◆ **Problem**
Work out how many lines of the listing below hold the word "live", and give that number only.
= = = = = = =
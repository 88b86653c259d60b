//! # BasaltDB
//!
//! The persistent key-value storage core of a database node: a
//! **Log-Structured Merge-tree (LSM)** engine with write-ahead logging,
//! bloom-filter-accelerated reads, and background compaction. Keys and
//! values are opaque bytes; durability follows a configurable sync policy.
//!
//! ## Architecture
//!
//! ```text
//! put / delete ──► WAL (append + sync policy) ──► active memtable
//!                                                      │ rotation
//!                                               immutable memtables
//!                                                      │ flush worker
//!                                               SSTables (L0..Lk)
//!                                                      │ compaction worker
//!                                               fewer, larger SSTables
//! ```
//!
//! Reads search newest-first: active memtable → immutable memtables →
//! SSTables. Tombstones shadow older layers, so a delete is visible the
//! moment it is acknowledged.
//!
//! ## Modules
//!
//! | Module | Purpose |
//! |--------|---------|
//! | [`engine`] | Public surface — open, put, get, delete, flush, compact, stats, close |
//! | [`wal`] | Append-only durable log with CRC records, rotation, and replay |
//! | [`memtable`] | Sorted in-memory write buffer with size accounting |
//! | [`sstable`] | Immutable sorted tables with sparse index and bloom filter |
//! | [`bloom`] | Double-hashed bloom filter backing SSTable point lookups |
//! | [`compaction`] | Size-tiered / leveled / hybrid planning and merge execution |
//! | [`checkpoint`] | Named sequence checkpoints gating WAL cleanup |
//! | [`manifest`] | Durable list of live SSTables, their levels, and the id counter |
//! | [`config`] | Engine configuration and validation |
//!
//! ## Durability contract
//!
//! Acknowledged writes are durable under `Sync` mode, and under `Group`
//! mode once the call returns after a sync boundary. Under `Async` the
//! final window before a crash may be lost. Recovery replays the WAL,
//! discarding a corrupt or truncated tail, and never resurrects data a
//! tombstone has deleted.
//!
//! ## Quick start
//!
//! ```rust,no_run
//! use basaltdb::{Engine, EngineConfig};
//!
//! let engine = Engine::open("/tmp/my_store", EngineConfig::default())?;
//!
//! engine.put(b"hello", b"world")?;
//! assert_eq!(engine.get(b"hello")?, Some(b"world".to_vec()));
//!
//! engine.delete(b"hello")?;
//! assert_eq!(engine.get(b"hello")?, None);
//!
//! engine.close()?;
//! # Ok::<(), basaltdb::EngineError>(())
//! ```

pub mod bloom;
pub mod checkpoint;
pub mod compaction;
pub mod config;
pub mod engine;
pub mod manifest;
pub mod memtable;
pub mod sstable;
pub mod wal;

pub use config::{CompactionStrategyKind, EngineConfig, SyncMode};
pub use engine::{Engine, EngineError, EngineStats};
impl Engine {
    /// Opens (or creates) a store rooted at `root`.
    ///
    /// Recovery order: validate config → load manifest → delete orphan
    /// SSTable files → open live tables → replay WAL segments into a
    /// fresh active memtable → start background workers.
    pub fn open(root: impl AsRef<Path>, config: EngineConfig) -> Result<Self, EngineError> {
        config.validate()?;

        let root = root.as_ref();
        let wal_dir = root.join(WAL_DIR);
        let sst_dir = root.join(SST_DIR);
        fs::create_dir_all(&wal_dir)?;
        fs::create_dir_all(&sst_dir)?;

        let manifest = Manifest::open(root)?;
        remove_orphan_tables(&sst_dir, &manifest)?;

        // A table the manifest vouches for must open; anything less is
        // real data loss and recovery cannot paper over it.
        let mut tables = Vec::with_capacity(manifest.tables().len());
        for entry in manifest.tables() {
            let path = sst_dir.join(format!("{}.sst", entry.id));
            let table = SsTable::open(&path, entry.id).map_err(|e| {
                EngineError::Corrupt(format!("manifest references unreadable SSTable {}: {e}", entry.id))
            })?;
            tables.push(TableEntry {
                table: Arc::new(table),
                level: entry.level,
                max_seq: entry.max_seq,
            });
        }

        let active = Arc::new(MemTable::new(config.memtable_max_bytes));
        let replayed_highest = Wal::replay_dir(&wal_dir, |record| {
            active.apply(record);
        })?;
        let next_seq = replayed_highest.max(manifest.last_seq()) + 1;

        let checkpoints = Arc::new(CheckpointManager::new());
        let wal = Wal::open(
            &wal_dir,
            next_seq,
            WalOptions {
                sync_mode: config.wal_sync_mode,
                max_segment_bytes: config.wal_max_segment_bytes,
                group_size: config.wal_group_size,
                group_interval: Duration::from_millis(config.wal_group_interval_ms),
            },
            Arc::clone(&checkpoints),
        )?;

        let mut readable = ReadableSet::empty();
        readable.tables = tables;
        readable.sort_tables();

        let (flush_tx, flush_rx) = unbounded();
        let (compact_tx, compact_rx) = unbounded();
        let (timer_tx, timer_rx) = unbounded();

        let shared = Arc::new(EngineShared {
            sst_dir,
            wal,
            checkpoints,
            writer: Mutex::new(()),
            active: Mutex::new(Arc::clone(&active)),
            readable: Mutex::new(Arc::new(readable)),
            manifest: Mutex::new(manifest),
            compaction: Mutex::new(()),
            shutdown: AtomicBool::new(false),
            degraded: AtomicBool::new(false),
            worker_error: Mutex::new(None),
            flush_tx,
            compact_tx,
            timer_tx,
            config,
        });

        let mut workers = Vec::new();
        {
            let shared = Arc::clone(&shared);
            workers.push(
                std::thread::Builder::new()
                    .name("basalt-flush".into())
                    .spawn(move || flush_worker(&shared, &flush_rx))?,
            );
        }
        {
            let shared = Arc::clone(&shared);
            workers.push(
                std::thread::Builder::new()
                    .name("basalt-compact".into())
                    .spawn(move || compaction_worker(&shared, &compact_rx))?,
            );
        }
        if shared.config.wal_sync_mode == SyncMode::Group {
            let shared = Arc::clone(&shared);
            workers.push(
                std::thread::Builder::new()
                    .name("basalt-group-commit".into())
                    .spawn(move || group_commit_timer(&shared, &timer_rx))?,
            );
        }

        let engine = Self {
            shared,
            workers: Mutex::new(workers),
            closed: AtomicBool::new(false),
        };

        // Replay may have rebuilt a memtable that is already past its
        // threshold; rotate it so the flush worker picks it up.
        if active.size_bytes() >= engine.shared.config.memtable_max_bytes {
            let _lane = engine.shared.lock(&engine.shared.writer);
            engine.shared.rotate_active(&active);
        }

        info!(
            root = %root.display(),
            next_seq,
            tables = engine.shared.readable_snapshot().tables.len(),
            replayed = replayed_highest,
            "engine opened"
        );
        Ok(engine)
    }

    /// Inserts or overwrites `key`.
    pub fn put(&self, key: &[u8], value: &[u8]) -> Result<(), EngineError> {
        self.write(key, Some(value))
    }

    /// Deletes `key`. Subsequent `get`s return `None` until a later put.
    pub fn delete(&self, key: &[u8]) -> Result<(), EngineError> {
        self.write(key, None)
    }

    fn write(&self, key: &[u8], value: Option<&[u8]>) -> Result<(), EngineError> {
        let shared = &self.shared;
        if shared.shutdown.load(Ordering::SeqCst) {
            return Err(EngineError::ShuttingDown);
        }
        if key.is_empty() {
            return Err(EngineError::InvalidKey);
        }
        if shared.degraded.load(Ordering::SeqCst) {
            let reason = shared
                .lock(&shared.worker_error)
                .clone()
                .unwrap_or_else(|| "degraded".into());
            return Err(EngineError::Io(io::Error::other(format!(
                "engine degraded: {reason}"
            ))));
        }

        let _lane = shared.lock(&shared.writer);
        let active = shared.active_snapshot();

        // Backpressure gate: refuse before the WAL sees the record, so a
        // rejected write leaves no trace anywhere.
        let will_rotate = active.would_exceed(key, value.map_or(0, <[u8]>::len));
        if will_rotate
            && shared.readable_snapshot().immutables.len() >= shared.config.max_immutable_memtables
        {
            return Err(EngineError::Backpressure);
        }

        let should_flush = match value {
            Some(value) => {
                let seq = shared.wal.log_put(key, value)?;
                active.put(key.to_vec(), value.to_vec(), seq)
            }
            None => {
                let seq = shared.wal.log_delete(key)?;
                active.delete(key.to_vec(), seq)
            }
        };

        if should_flush {
            shared.rotate_active(&active);
        }
        Ok(())
    }

    /// Point lookup. `Ok(None)` means "not found" (never written, or
    /// deleted); errors are real failures.
    pub fn get(&self, key: &[u8]) -> Result<Option<Vec<u8>>, EngineError> {
        let shared = &self.shared;
        if shared.shutdown.load(Ordering::SeqCst) {
            return Err(EngineError::ShuttingDown);
        }
        if key.is_empty() {
            return Err(EngineError::InvalidKey);
        }

        match shared.active_snapshot().get(key) {
            MemTableGet::Present(value) => return Ok(Some(value)),
            MemTableGet::Tombstone => return Ok(None),
            MemTableGet::Absent => {}
        }

        let set = shared.readable_snapshot();
        for imm in &set.immutables {
            match imm.memtable.get(key) {
                MemTableGet::Present(value) => return Ok(Some(value)),
                MemTableGet::Tombstone => return Ok(None),
                MemTableGet::Absent => {}
            }
        }

        // Tables are ordered by max_seq descending. Track the best hit;
        // once no remaining table can hold a newer sequence, stop.
        let mut best: Option<(u64, Option<Vec<u8>>)> = None;
        for entry in &set.tables {
            if let Some((best_seq, _)) = &best
                && entry.max_seq <= *best_seq
            {
                break;
            }
            match entry.table.get(key)? {
                SstGet::Present { value, seq } => {
                    if best.as_ref().is_none_or(|(s, _)| seq > *s) {
                        best = Some((seq, Some(value)));
                    }
                }
                SstGet::Tombstone { seq } => {
                    if best.as_ref().is_none_or(|(s, _)| seq > *s) {
                        best = Some((seq, None));
                    }
                }
                SstGet::Absent => {}
            }
        }

        Ok(best.and_then(|(_, value)| value))
    }

    /// Rotates the active memtable (if non-empty) into the flush queue and
    /// returns once the flush is enqueued — not once it completes.
    pub fn flush(&self) -> Result<(), EngineError> {
        let shared = &self.shared;
        if shared.shutdown.load(Ordering::SeqCst) {
            return Err(EngineError::ShuttingDown);
        }

        let _lane = shared.lock(&shared.writer);
        let active = shared.active_snapshot();
        if active.is_empty() {
            return Ok(());
        }
        if shared.readable_snapshot().immutables.len() >= shared.config.max_immutable_memtables {
            return Err(EngineError::Backpressure);
        }
        shared.rotate_active(&active);
        Ok(())
    }

    /// Merges **all** live SSTables into one, discarding shadowed versions
    /// and every tombstone. Runs synchronously; returns `true` when a
    /// merge actually happened (a store with fewer than two tables is a
    /// no-op).
    pub fn compact(&self) -> Result<bool, EngineError> {
        let shared = &self.shared;
        if shared.shutdown.load(Ordering::SeqCst) {
            return Err(EngineError::ShuttingDown);
        }

        let _guard = shared.lock(&shared.compaction);
        let Some(plan) = compaction::plan_full(&shared.table_metas()) else {
            return Ok(false);
        };
        shared.run_compaction(&plan)?;
        Ok(true)
    }

    /// Statistics snapshot.
    pub fn stats(&self) -> Result<EngineStats, EngineError> {
        let shared = &self.shared;
        let set = shared.readable_snapshot();

        let mut sstables_per_level: BTreeMap<u32, usize> = BTreeMap::new();
        let mut total_sst_bytes = 0u64;
        let mut sst_data_reads = 0u64;
        for entry in &set.tables {
            *sstables_per_level.entry(entry.level).or_default() += 1;
            total_sst_bytes += entry.table.file_size();
            sst_data_reads += entry.table.data_reads();
        }

        Ok(EngineStats {
            sstables_per_level,
            sstable_count: set.tables.len(),
            total_sst_bytes,
            pending_flushes: set.immutables.len(),
            wal_segments: shared.wal.segment_count()?,
            sst_data_reads,
            highest_seq: shared.wal.last_seq(),
            degraded: shared.degraded.load(Ordering::SeqCst),
            worker_error: shared.lock(&shared.worker_error).clone(),
        })
    }

    /// Gracefully shuts down: refuses new operations, drains pending
    /// flushes, quiesces compaction, syncs and closes the WAL, joins the
    /// workers. Idempotent — the first error during drain is reported,
    /// but the shutdown always completes.
    pub fn close(&self) -> Result<(), EngineError> {
        if self.closed.swap(true, Ordering::SeqCst) {
            return Ok(());
        }
        let shared = &self.shared;
        shared.shutdown.store(true, Ordering::SeqCst);

        let _ = shared.flush_tx.send(Signal::Shutdown);
        let _ = shared.compact_tx.send(Signal::Shutdown);
        let _ = shared.timer_tx.send(Signal::Shutdown);

        let workers = std::mem::take(&mut *self.workers.lock().unwrap_or_else(|e| e.into_inner()));
        for handle in workers {
            if handle.join().is_err() {
                error!("background worker panicked during shutdown");
            }
        }

        let sync_result = shared.wal.sync();
        info!("engine closed");

        // A degraded engine could not drain its flush queue; that loss of
        // durability must reach the caller. Transient worker errors that
        // recovered on their own stay in stats() only.
        if shared.degraded.load(Ordering::SeqCst)
            && let Some(message) = shared.lock(&shared.worker_error).clone()
        {
            return Err(EngineError::Io(io::Error::other(message)));
        }
        sync_result.map_err(EngineError::from)
    }
}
= = = = = = =
◆ **The completed task**
3